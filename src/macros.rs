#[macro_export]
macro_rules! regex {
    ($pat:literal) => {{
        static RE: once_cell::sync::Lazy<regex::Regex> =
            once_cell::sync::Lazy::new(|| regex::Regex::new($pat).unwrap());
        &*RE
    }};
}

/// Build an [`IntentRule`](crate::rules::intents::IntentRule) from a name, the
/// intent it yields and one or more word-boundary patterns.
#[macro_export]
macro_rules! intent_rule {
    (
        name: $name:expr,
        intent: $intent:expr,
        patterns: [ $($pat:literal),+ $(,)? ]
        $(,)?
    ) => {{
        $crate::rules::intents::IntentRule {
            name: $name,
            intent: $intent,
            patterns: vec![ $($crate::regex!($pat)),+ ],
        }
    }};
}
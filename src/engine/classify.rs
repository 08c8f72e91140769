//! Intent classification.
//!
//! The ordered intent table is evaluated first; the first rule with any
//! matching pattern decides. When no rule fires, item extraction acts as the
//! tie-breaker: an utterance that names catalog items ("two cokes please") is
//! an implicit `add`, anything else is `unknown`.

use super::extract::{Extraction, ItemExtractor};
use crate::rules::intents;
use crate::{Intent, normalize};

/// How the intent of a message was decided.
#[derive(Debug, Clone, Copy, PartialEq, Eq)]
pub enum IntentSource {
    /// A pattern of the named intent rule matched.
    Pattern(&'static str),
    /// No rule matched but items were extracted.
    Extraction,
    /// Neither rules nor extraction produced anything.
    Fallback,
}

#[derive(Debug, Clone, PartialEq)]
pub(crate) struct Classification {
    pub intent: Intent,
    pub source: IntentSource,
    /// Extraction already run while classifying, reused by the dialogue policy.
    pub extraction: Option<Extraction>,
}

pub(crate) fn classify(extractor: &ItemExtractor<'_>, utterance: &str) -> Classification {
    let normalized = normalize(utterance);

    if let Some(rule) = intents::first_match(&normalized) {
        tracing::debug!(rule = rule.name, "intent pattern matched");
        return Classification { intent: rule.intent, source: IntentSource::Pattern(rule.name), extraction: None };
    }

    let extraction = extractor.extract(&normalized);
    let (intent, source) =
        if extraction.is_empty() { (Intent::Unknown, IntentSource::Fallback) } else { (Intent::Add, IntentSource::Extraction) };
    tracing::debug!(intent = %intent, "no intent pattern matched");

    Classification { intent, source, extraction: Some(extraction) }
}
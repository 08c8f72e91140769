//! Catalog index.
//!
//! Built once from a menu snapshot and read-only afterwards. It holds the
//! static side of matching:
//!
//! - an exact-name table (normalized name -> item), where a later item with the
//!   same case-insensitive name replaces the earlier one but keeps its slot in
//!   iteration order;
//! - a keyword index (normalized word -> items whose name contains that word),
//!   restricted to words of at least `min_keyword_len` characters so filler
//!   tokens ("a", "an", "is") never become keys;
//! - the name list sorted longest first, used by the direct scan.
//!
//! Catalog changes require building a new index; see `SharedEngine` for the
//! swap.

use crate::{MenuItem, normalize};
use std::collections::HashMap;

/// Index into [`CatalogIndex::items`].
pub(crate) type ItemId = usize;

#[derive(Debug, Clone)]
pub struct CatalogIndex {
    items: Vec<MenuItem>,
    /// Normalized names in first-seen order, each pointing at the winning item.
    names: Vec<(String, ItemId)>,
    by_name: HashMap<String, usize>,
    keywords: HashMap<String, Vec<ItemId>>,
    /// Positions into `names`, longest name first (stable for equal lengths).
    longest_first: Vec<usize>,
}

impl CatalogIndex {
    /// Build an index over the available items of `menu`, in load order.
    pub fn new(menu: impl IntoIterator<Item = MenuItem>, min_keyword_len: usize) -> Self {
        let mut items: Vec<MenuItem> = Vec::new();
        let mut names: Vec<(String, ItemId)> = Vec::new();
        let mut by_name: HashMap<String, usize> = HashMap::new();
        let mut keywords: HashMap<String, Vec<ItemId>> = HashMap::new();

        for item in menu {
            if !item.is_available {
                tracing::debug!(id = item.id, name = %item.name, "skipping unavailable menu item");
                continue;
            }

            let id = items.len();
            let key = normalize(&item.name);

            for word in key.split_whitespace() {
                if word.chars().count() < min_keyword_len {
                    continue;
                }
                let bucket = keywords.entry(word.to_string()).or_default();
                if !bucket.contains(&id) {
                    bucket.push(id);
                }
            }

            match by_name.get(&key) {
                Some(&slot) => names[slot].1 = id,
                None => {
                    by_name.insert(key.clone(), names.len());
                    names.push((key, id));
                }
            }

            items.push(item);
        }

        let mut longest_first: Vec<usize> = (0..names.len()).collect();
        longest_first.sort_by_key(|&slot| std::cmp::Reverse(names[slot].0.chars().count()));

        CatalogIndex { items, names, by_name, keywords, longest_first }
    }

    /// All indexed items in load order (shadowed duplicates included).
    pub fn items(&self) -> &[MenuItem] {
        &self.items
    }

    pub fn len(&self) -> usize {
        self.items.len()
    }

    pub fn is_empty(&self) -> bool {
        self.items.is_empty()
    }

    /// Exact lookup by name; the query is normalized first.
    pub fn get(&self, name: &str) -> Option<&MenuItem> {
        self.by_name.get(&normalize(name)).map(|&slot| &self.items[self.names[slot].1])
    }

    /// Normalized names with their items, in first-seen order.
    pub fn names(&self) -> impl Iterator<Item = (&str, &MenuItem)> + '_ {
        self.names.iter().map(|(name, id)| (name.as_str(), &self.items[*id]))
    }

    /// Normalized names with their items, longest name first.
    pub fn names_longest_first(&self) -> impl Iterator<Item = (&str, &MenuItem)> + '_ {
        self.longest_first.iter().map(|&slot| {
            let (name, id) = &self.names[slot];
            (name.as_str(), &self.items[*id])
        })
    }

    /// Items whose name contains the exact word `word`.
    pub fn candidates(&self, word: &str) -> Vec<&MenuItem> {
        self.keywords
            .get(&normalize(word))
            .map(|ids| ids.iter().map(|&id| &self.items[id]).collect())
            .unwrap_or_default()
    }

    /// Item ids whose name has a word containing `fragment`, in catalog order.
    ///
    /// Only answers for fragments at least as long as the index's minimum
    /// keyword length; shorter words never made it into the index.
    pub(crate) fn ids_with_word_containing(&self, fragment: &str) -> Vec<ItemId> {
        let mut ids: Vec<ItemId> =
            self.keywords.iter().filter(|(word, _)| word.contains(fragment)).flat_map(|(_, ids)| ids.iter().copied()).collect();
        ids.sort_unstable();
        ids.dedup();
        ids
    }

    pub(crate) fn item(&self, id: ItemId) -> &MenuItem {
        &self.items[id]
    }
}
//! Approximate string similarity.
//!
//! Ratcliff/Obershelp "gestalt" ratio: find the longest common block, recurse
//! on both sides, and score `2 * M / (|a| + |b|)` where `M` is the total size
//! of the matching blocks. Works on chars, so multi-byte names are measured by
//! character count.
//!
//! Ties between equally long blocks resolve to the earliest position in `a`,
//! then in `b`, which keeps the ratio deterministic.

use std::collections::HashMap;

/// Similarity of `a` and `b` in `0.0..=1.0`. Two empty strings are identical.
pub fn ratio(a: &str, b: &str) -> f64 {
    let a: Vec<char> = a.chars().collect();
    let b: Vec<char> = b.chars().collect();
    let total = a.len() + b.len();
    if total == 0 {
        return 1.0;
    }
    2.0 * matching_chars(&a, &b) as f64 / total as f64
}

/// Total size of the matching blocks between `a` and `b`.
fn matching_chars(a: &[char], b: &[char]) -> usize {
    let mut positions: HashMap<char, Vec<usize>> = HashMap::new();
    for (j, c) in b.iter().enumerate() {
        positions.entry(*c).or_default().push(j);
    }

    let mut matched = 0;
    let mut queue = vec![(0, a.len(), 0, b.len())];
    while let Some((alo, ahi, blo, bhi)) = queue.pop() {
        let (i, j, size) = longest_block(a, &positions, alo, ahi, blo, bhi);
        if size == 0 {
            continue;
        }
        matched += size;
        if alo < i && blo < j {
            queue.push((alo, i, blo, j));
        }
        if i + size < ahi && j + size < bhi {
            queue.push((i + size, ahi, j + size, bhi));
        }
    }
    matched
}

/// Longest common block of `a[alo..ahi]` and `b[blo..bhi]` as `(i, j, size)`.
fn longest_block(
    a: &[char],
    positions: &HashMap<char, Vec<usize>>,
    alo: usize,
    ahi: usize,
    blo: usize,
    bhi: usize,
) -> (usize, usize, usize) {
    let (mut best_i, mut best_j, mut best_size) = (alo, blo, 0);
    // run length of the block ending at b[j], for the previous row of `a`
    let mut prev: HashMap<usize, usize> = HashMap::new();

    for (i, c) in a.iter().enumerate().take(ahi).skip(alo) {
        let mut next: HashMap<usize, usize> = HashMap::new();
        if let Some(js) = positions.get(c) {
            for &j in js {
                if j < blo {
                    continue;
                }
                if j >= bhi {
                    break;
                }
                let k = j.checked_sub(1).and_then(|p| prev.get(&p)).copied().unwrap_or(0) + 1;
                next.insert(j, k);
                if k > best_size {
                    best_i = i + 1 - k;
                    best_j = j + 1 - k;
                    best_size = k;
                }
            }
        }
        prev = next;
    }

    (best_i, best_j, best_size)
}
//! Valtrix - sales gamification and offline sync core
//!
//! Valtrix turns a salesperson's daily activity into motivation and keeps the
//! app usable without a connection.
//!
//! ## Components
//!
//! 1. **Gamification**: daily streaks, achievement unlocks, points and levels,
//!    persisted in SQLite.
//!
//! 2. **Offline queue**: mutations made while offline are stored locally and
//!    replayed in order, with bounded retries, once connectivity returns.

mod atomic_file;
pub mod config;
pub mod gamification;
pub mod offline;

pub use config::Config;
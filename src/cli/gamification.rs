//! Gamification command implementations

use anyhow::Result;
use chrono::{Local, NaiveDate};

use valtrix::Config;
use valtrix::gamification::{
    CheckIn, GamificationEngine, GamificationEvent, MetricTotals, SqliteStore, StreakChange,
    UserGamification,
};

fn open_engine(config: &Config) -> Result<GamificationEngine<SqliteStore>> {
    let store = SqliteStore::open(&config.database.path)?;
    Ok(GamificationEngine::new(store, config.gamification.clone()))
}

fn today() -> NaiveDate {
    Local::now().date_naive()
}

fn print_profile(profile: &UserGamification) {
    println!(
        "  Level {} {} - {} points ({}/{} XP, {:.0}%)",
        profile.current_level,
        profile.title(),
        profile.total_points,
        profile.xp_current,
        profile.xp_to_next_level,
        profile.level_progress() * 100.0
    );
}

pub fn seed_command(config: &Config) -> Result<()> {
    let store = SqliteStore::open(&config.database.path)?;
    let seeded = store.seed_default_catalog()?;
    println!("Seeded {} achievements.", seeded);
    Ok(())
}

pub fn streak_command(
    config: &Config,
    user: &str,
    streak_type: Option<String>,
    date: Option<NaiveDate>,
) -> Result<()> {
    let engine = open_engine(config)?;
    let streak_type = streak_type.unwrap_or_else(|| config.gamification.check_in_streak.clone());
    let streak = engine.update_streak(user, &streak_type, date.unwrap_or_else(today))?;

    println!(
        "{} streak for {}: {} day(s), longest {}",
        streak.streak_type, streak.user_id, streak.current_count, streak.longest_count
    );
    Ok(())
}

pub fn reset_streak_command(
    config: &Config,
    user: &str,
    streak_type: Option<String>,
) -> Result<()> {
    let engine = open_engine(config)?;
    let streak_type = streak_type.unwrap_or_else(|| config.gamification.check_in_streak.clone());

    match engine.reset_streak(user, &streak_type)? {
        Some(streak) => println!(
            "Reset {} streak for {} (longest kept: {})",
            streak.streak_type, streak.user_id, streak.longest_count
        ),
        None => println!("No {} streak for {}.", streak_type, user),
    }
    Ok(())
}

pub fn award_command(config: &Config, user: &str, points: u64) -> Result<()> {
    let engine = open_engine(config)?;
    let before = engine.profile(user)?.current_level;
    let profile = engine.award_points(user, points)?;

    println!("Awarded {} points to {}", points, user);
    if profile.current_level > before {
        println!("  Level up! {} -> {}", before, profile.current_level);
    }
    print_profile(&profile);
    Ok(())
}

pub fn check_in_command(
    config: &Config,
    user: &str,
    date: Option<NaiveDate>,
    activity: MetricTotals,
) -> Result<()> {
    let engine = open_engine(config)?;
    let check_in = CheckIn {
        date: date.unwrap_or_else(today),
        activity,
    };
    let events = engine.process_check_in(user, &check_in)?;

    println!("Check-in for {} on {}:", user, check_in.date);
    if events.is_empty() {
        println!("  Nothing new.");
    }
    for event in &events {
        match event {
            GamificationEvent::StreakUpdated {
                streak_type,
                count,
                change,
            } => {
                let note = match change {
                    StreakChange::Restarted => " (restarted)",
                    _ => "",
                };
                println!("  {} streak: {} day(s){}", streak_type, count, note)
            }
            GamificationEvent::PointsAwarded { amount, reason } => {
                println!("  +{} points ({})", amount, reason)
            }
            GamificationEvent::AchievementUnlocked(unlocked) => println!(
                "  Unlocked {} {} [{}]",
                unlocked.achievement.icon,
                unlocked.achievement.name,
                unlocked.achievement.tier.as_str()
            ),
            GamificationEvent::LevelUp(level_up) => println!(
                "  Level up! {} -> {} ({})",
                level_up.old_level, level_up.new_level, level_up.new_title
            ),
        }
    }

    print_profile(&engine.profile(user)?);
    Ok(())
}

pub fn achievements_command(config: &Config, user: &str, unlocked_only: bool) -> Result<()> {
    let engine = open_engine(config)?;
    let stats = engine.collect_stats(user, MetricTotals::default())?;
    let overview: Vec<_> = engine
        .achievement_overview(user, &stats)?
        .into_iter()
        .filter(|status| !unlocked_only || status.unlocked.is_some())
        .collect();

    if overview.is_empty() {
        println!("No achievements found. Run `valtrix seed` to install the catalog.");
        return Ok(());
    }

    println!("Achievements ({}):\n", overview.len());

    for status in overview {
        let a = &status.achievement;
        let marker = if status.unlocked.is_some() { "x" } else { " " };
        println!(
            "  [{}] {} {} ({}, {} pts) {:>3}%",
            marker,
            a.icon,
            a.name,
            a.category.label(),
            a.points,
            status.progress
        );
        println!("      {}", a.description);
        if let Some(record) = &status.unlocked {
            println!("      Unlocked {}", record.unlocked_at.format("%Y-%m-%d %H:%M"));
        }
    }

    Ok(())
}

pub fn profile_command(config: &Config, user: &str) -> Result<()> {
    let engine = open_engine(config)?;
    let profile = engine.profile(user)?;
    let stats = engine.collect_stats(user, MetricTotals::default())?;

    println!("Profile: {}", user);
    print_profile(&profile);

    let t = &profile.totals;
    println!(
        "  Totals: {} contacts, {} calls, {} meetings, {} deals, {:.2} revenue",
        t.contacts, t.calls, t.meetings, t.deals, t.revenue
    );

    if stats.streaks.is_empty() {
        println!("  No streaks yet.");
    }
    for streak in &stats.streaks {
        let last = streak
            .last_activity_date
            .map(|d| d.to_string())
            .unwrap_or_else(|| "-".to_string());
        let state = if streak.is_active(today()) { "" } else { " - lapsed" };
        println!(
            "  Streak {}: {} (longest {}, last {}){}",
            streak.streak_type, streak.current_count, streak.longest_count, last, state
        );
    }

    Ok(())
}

------------------------------------------------------------

### [Work request]
Every line above with the string "status" in it needs to be copied.

### [Answer to this problem]
        .filter(|status| !unlocked_only || status.unlocked.is_some())
    for status in overview {
        let a = &status.achievement;
        let marker = if status.unlocked.is_some() { "x" } else { " " };
            status.progress
        if let Some(record) = &status.unlocked {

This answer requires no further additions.